2 What you came for...The how to part

We have a very specific need to remove older tables created by a Rails migration. First, you'll want to make sure you identify the specific migration that you are interested in making disappear (then reason about it see 1.3 above.)


Once you've identified the migration and determined that this can be removed in its entirety you'll want to note the "version" number of the migration. Rails default for this value is a timestamp before the more friendly name provided.

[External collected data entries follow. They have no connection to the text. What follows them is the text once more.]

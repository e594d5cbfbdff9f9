use super::*;
use crate::errors::not_iterable;
use pretty_assertions::assert_eq;

fn ints(ns: &[i64]) -> Value {
    Value::list(ns.iter().copied().map(Value::Int).collect())
}

#[test]
fn test_type_names() {
    assert_eq!(Value::Null.type_name(), "null_type");
    assert_eq!(Value::Bool(true).type_name(), "bool");
    assert_eq!(Value::Int(1).type_name(), "int");
    assert_eq!(Value::Uint(1).type_name(), "uint");
    assert_eq!(Value::Double(1.0).type_name(), "double");
    assert_eq!(Value::string("a").type_name(), "string");
    assert_eq!(Value::bytes(b"a".to_vec()).type_name(), "bytes");
    assert_eq!(ints(&[]).type_name(), "list");
    assert_eq!(Value::map(MapValue::new()).type_name(), "map");
    assert_eq!(Value::error(no_such_overload()).type_name(), "error");
    assert_eq!(Value::unknown(NodeId::new(1)).type_name(), "unknown");
}

#[test]
fn test_list_traits() {
    let list = ints(&[1, 2]);
    assert!(list.has_trait(Traits::ITERABLE));
    assert!(list.has_trait(Traits::LISTER));
    assert!(list.has_trait(Traits::ITERABLE | Traits::SIZER));
    assert!(!list.has_trait(Traits::MAPPER));
}

#[test]
fn test_map_traits() {
    let map = Value::map(MapValue::new());
    assert!(map.has_trait(Traits::ITERABLE));
    assert!(map.has_trait(Traits::MAPPER));
    assert!(!map.has_trait(Traits::LISTER));
}

#[test]
fn test_scalars_are_not_iterable() {
    assert!(!Value::Int(1).has_trait(Traits::ITERABLE));
    assert!(Value::Int(1).iter().is_none());
    assert!(Value::string("abc").iter().is_none());
}

#[test]
fn test_primitive_classification() {
    assert!(Value::Bool(true).is_primitive());
    assert!(Value::Double(0.5).is_primitive());
    assert!(Value::bytes(vec![1_u8]).is_primitive());
    assert!(!Value::Null.is_primitive());
    assert!(!ints(&[1]).is_primitive());
    assert!(!Value::error(no_such_overload()).is_primitive());
}

#[test]
fn test_list_iteration_preserves_order() {
    let items: Vec<Value> = ints(&[3, 1, 2]).iter().unwrap().collect();
    assert_eq!(items, vec![Value::Int(3), Value::Int(1), Value::Int(2)]);
}

#[test]
fn test_map_iteration_yields_keys_in_insertion_order() {
    let mut m = MapValue::new();
    m.insert(Value::string("b").to_key().unwrap(), Value::Int(1))
        .unwrap();
    m.insert(Value::string("a").to_key().unwrap(), Value::Int(2))
        .unwrap();
    let keys: Vec<Value> = Value::map(m).iter().unwrap().collect();
    assert_eq!(keys, vec![Value::string("b"), Value::string("a")]);
}

#[test]
fn test_map_rejects_duplicate_keys() {
    let mut m = MapValue::new();
    let key = Value::Int(1).to_key().unwrap();
    assert!(m.insert(key.clone(), Value::Bool(true)).is_ok());
    assert_eq!(m.insert(key.clone(), Value::Bool(false)), Err(key.clone()));
    assert_eq!(m.get(&key), Some(&Value::Bool(true)));
    assert_eq!(m.len(), 1);
}

#[test]
fn test_map_equality_ignores_order() {
    let k1 = Value::Int(1).to_key().unwrap();
    let k2 = Value::Int(2).to_key().unwrap();
    let mut a = MapValue::new();
    a.insert(k1.clone(), Value::string("x")).unwrap();
    a.insert(k2.clone(), Value::string("y")).unwrap();
    let mut b = MapValue::new();
    b.insert(k2, Value::string("y")).unwrap();
    b.insert(k1, Value::string("x")).unwrap();
    assert_eq!(a, b);
}

// Keys

#[test]
fn test_keys_only_for_primitives() {
    assert!(Value::Int(1).to_key().is_some());
    assert!(Value::string("s").to_key().is_some());
    assert!(Value::Null.to_key().is_none());
    assert!(ints(&[1]).to_key().is_none());
    assert!(Value::unknown(NodeId::new(0)).to_key().is_none());
}

#[test]
fn test_nan_has_no_key() {
    assert!(Value::Double(f64::NAN).to_key().is_none());
}

#[test]
fn test_signed_zero_shares_a_key() {
    assert_eq!(
        Value::Double(0.0).to_key(),
        Value::Double(-0.0).to_key()
    );
}

#[test]
fn test_keys_distinguish_types() {
    assert_ne!(Value::Int(1).to_key(), Value::Uint(1).to_key());
    assert_ne!(Value::Int(1).to_key(), Value::Double(1.0).to_key());
}

#[test]
fn test_key_round_trip_shares_payload() {
    let s = Value::string("shared");
    let key = s.to_key().unwrap();
    match (&s, key.to_value()) {
        (Value::Str(a), Value::Str(b)) => assert!(Heap::ptr_eq(a, &b)),
        _ => panic!("expected strings"),
    }
}

#[test]
fn test_keys_work_in_hash_sets() {
    use rustc_hash::FxHashSet;
    let set: FxHashSet<ValueKey> = [Value::Int(1), Value::Int(2), Value::Int(1)]
        .iter()
        .filter_map(Value::to_key)
        .collect();
    assert_eq!(set.len(), 2);
    assert!(set.contains(&Value::Int(2).to_key().unwrap()));
}

// Language equality

#[test]
fn test_equal_same_type() {
    assert_eq!(Value::Int(1).equal(&Value::Int(1)), Value::Bool(true));
    assert_eq!(Value::Int(1).equal(&Value::Int(2)), Value::Bool(false));
    assert_eq!(
        Value::string("a").equal(&Value::string("a")),
        Value::Bool(true)
    );
    assert_eq!(Value::Null.equal(&Value::Null), Value::Bool(true));
}

#[test]
fn test_equal_mismatched_types_is_an_error() {
    assert_eq!(
        Value::Int(1).equal(&Value::string("1")),
        Value::error(no_such_overload())
    );
}

#[test]
fn test_equal_nan() {
    let nan = Value::Double(f64::NAN);
    assert_eq!(nan.equal(&nan), Value::Bool(false));
}

#[test]
fn test_equal_lists() {
    assert_eq!(ints(&[1, 2]).equal(&ints(&[1, 2])), Value::Bool(true));
    assert_eq!(ints(&[1, 2]).equal(&ints(&[2, 1])), Value::Bool(false));
    assert_eq!(ints(&[1]).equal(&ints(&[1, 2])), Value::Bool(false));
}

#[test]
fn test_equal_propagates_left_sentinel_first() {
    let err = Value::error(not_iterable("int"));
    let unk = Value::unknown(NodeId::new(4));
    assert_eq!(err.equal(&unk), err);
    assert_eq!(unk.equal(&err), unk);
    assert_eq!(Value::Int(1).equal(&unk), unk);
}

// Value-or-error

#[test]
fn test_or_error_keeps_sentinels() {
    let unk = Value::unknown(NodeId::new(2));
    assert_eq!(unk.clone().or_error(no_such_overload), unk);
    let err = Value::error(not_iterable("bool"));
    assert_eq!(err.clone().or_error(no_such_overload), err);
}

#[test]
fn test_or_error_replaces_plain_values() {
    assert_eq!(
        Value::Int(3).or_error(no_such_overload),
        Value::error(no_such_overload())
    );
}

// Unknown sets

#[test]
fn test_unknown_sets_are_sorted_and_deduplicated() {
    let set = UnknownSet::from_ids([NodeId::new(3), NodeId::new(1), NodeId::new(3)]);
    assert_eq!(set.ids(), &[NodeId::new(1), NodeId::new(3)]);
    assert!(set.contains(NodeId::new(3)));
    assert!(!set.contains(NodeId::new(2)));
}

// Formatting

#[test]
fn test_value_display() {
    assert_eq!(format!("{}", Value::Int(42)), "42");
    assert_eq!(format!("{}", Value::Uint(42)), "42u");
    assert_eq!(format!("{}", Value::Double(1.0)), "1.0");
    assert_eq!(format!("{}", Value::string("hi")), "\"hi\"");
    assert_eq!(format!("{}", ints(&[1, 2, 3])), "[1, 2, 3]");
    assert_eq!(
        format!("{}", Value::error(no_such_overload())),
        "<error: no such overload>"
    );
    assert_eq!(
        format!("{}", Value::unknown_set(UnknownSet::from_ids([NodeId::new(1), NodeId::new(5)]))),
        "<unknown: {1, 5}>"
    );
}

#[test]
fn test_value_debug() {
    assert_eq!(format!("{:?}", Value::Int(1)), "Int(1)");
    assert_eq!(
        format!("{:?}", ints(&[1])),
        "List([Int(1)])"
    );
    assert_eq!(format!("{:?}", Value::unknown(NodeId::new(3))), "Unknown({3})");
}

#[test]
fn test_values_are_send_and_sync() {
    fn assert_send_sync<T: Send + Sync>() {}
    assert_send_sync::<Value>();
}
//! Program planning options.
//!
//! [`EvalOptions`] selects which built-in decorators a [`crate::Program`]
//! installs. The decorators always run in the same order, regardless of the
//! order flags were combined in:
//!
//! 1. exhaustive evaluation, so later decorators see the exhaustive twins
//! 2. optimization, so constant literals are folded before being observed
//! 3. state tracking, outermost, so it records what actually runs

use bitflags::bitflags;

use crate::decorators::{DisableShortCircuits, Optimize, Pipeline};
use crate::state::{track_state, SharedEvalState};

bitflags! {
    /// Built-in decorators to install when planning a program.
    #[derive(Clone, Copy, Debug, Default, PartialEq, Eq, Hash)]
    pub struct EvalOptions: u8 {
        /// Fold constant literals and plan hash-based membership tests.
        const OPTIMIZE        = 1 << 0;
        /// Evaluate every operand of `||`, `&&`, the ternary, and folds.
        const EXHAUSTIVE_EVAL = 1 << 1;
        /// Record every node's value in the program's state.
        const TRACK_STATE     = 1 << 2;
    }
}

impl EvalOptions {
    #[inline]
    pub fn optimizes(self) -> bool {
        self.contains(Self::OPTIMIZE)
    }

    #[inline]
    pub fn exhaustive(self) -> bool {
        self.contains(Self::EXHAUSTIVE_EVAL)
    }

    #[inline]
    pub fn tracks_state(self) -> bool {
        self.contains(Self::TRACK_STATE)
    }

    /// The decorator pipeline these options select.
    ///
    /// `state` receives tracked values; it is ignored unless
    /// [`TRACK_STATE`](Self::TRACK_STATE) is set.
    pub fn pipeline(self, state: Option<&SharedEvalState>) -> Pipeline {
        let mut pipeline = Pipeline::new();
        if self.exhaustive() {
            pipeline.push(DisableShortCircuits);
        }
        if self.optimizes() {
            pipeline.push(Optimize);
        }
        if let Some(state) = state.filter(|_| self.tracks_state()) {
            pipeline.push(track_state(state));
        }
        pipeline
    }
}
//! Tree rewriting.
//!
//! A [`Decorator`] takes a node and returns its replacement, or rejects it.
//! A [`Pipeline`] applies an ordered list of decorators to every node of a
//! tree, bottom-up: a node's children are fully decorated before any
//! decorator sees the node itself, and at each node the decorators run in
//! list order, each receiving the previous one's output.
//!
//! Built-in decorators:
//! - [`ObserveEval`] wraps nodes so an observer sees every computed value
//! - [`DisableShortCircuits`] swaps short-circuit forms for exhaustive twins
//! - [`Optimize`] folds constant literals and plans hash-based `in` tests

pub(crate) mod exhaustive;
pub(crate) mod observe;
pub(crate) mod optimize;

pub use exhaustive::DisableShortCircuits;
pub use observe::{observe_eval, ObserveEval};
pub use optimize::Optimize;

use std::fmt;

use vela_ir::NodeId;

use crate::node::Node;
use crate::stack::ensure_sufficient_stack;

/// Why a tree could not be decorated.
#[derive(Clone, Debug, PartialEq, Eq, thiserror::Error)]
pub enum DecorateError {
    #[error("map {id} has {keys} keys but {vals} values")]
    MapArity { id: NodeId, keys: usize, vals: usize },

    #[error("membership test {id} expects a list operand, found {type_name}")]
    NotAList { id: NodeId, type_name: &'static str },

    #[error("node {id} rejected: {reason}")]
    Rejected { id: NodeId, reason: String },
}

impl DecorateError {
    /// Rejection raised by a caller-supplied decorator.
    #[cold]
    pub fn rejected(id: NodeId, reason: impl Into<String>) -> Self {
        DecorateError::Rejected {
            id,
            reason: reason.into(),
        }
    }
}

/// A node-to-node rewrite.
pub trait Decorator {
    fn decorate(&self, node: Node) -> Result<Node, DecorateError>;
}

impl<F> Decorator for F
where
    F: Fn(Node) -> Result<Node, DecorateError>,
{
    fn decorate(&self, node: Node) -> Result<Node, DecorateError> {
        self(node)
    }
}

/// Ordered list of decorators applied bottom-up over a tree.
#[derive(Default)]
pub struct Pipeline {
    decorators: Vec<Box<dyn Decorator>>,
}

impl Pipeline {
    pub fn new() -> Self {
        Self::default()
    }

    /// Append a decorator; it runs after every decorator already added.
    pub fn push(&mut self, decorator: impl Decorator + 'static) {
        self.decorators.push(Box::new(decorator));
    }

    /// Builder form of [`push`](Self::push).
    #[must_use]
    pub fn with(mut self, decorator: impl Decorator + 'static) -> Self {
        self.push(decorator);
        self
    }

    pub fn len(&self) -> usize {
        self.decorators.len()
    }

    pub fn is_empty(&self) -> bool {
        self.decorators.is_empty()
    }

    /// Decorate every node of `tree`.
    ///
    /// Malformed nodes are rejected before any decorator sees them. The
    /// first error aborts the whole pass.
    #[tracing::instrument(level = "debug", skip_all, fields(decorators = self.len()))]
    pub fn apply(&self, tree: Node) -> Result<Node, DecorateError> {
        let result = self.rebuild(tree);
        if let Err(err) = &result {
            tracing::debug!(%err, "decoration failed");
        }
        result
    }

    fn rebuild(&self, node: Node) -> Result<Node, DecorateError> {
        ensure_sufficient_stack(|| {
            let node = node.try_map_children(|child| self.rebuild(child))?;
            validate(&node)?;
            self.decorators
                .iter()
                .try_fold(node, |node, decorator| decorator.decorate(node))
        })
    }
}

impl fmt::Debug for Pipeline {
    fn fmt(&self, f: &mut fmt::Formatter<'_>) -> fmt::Result {
        f.debug_struct("Pipeline")
            .field("decorators", &self.decorators.len())
            .finish()
    }
}

/// Structural checks the tree builders cannot enforce.
fn validate(node: &Node) -> Result<(), DecorateError> {
    match node {
        Node::Map(map) if map.keys.len() != map.vals.len() => Err(DecorateError::MapArity {
            id: map.id,
            keys: map.keys.len(),
            vals: map.vals.len(),
        }),
        _ => Ok(()),
    }
}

For example the following migration filename 20220225121500_create_roles.rb version would be 20220225121500.


Now that we have this vital piece of information (the version we identified in the last step,) we can run the following from your OS' console window to undo the migration:

<AppRoot>$ rake db:migrate:down VERSION=20220225121500

This should output something like the following to your console:

== 20220225121500 CreateRoles: reverting =======================
-- drop_table(:roles)
   -> 0.0299s
== 20220225121500 CreateRoles: reverted (0.0358s) ==============

Afterwards you can delete the migration from the db/migrate folder, for example:

<AppRoot>$ rm db/migrate/20220225121500_create_roles.rb

I would then suggest attempting to create a database from scratch... like an automated test database (I really, really hope you have tests!) to verify that the migration can run without error prior to checking in your code and new schema file to your code versioning system (please tell me you are using some sort of version control system, like Git!)


Your mileage may vary. Obviously, you likely have additional work to do in order to integrate any new capability that you were replacing, updating your automated tests, etc...


Disclaimer

This blog is intended for entertainment and/or informational purposes only, and for use by persons having appropriate technical skill, at their own discretion and risk.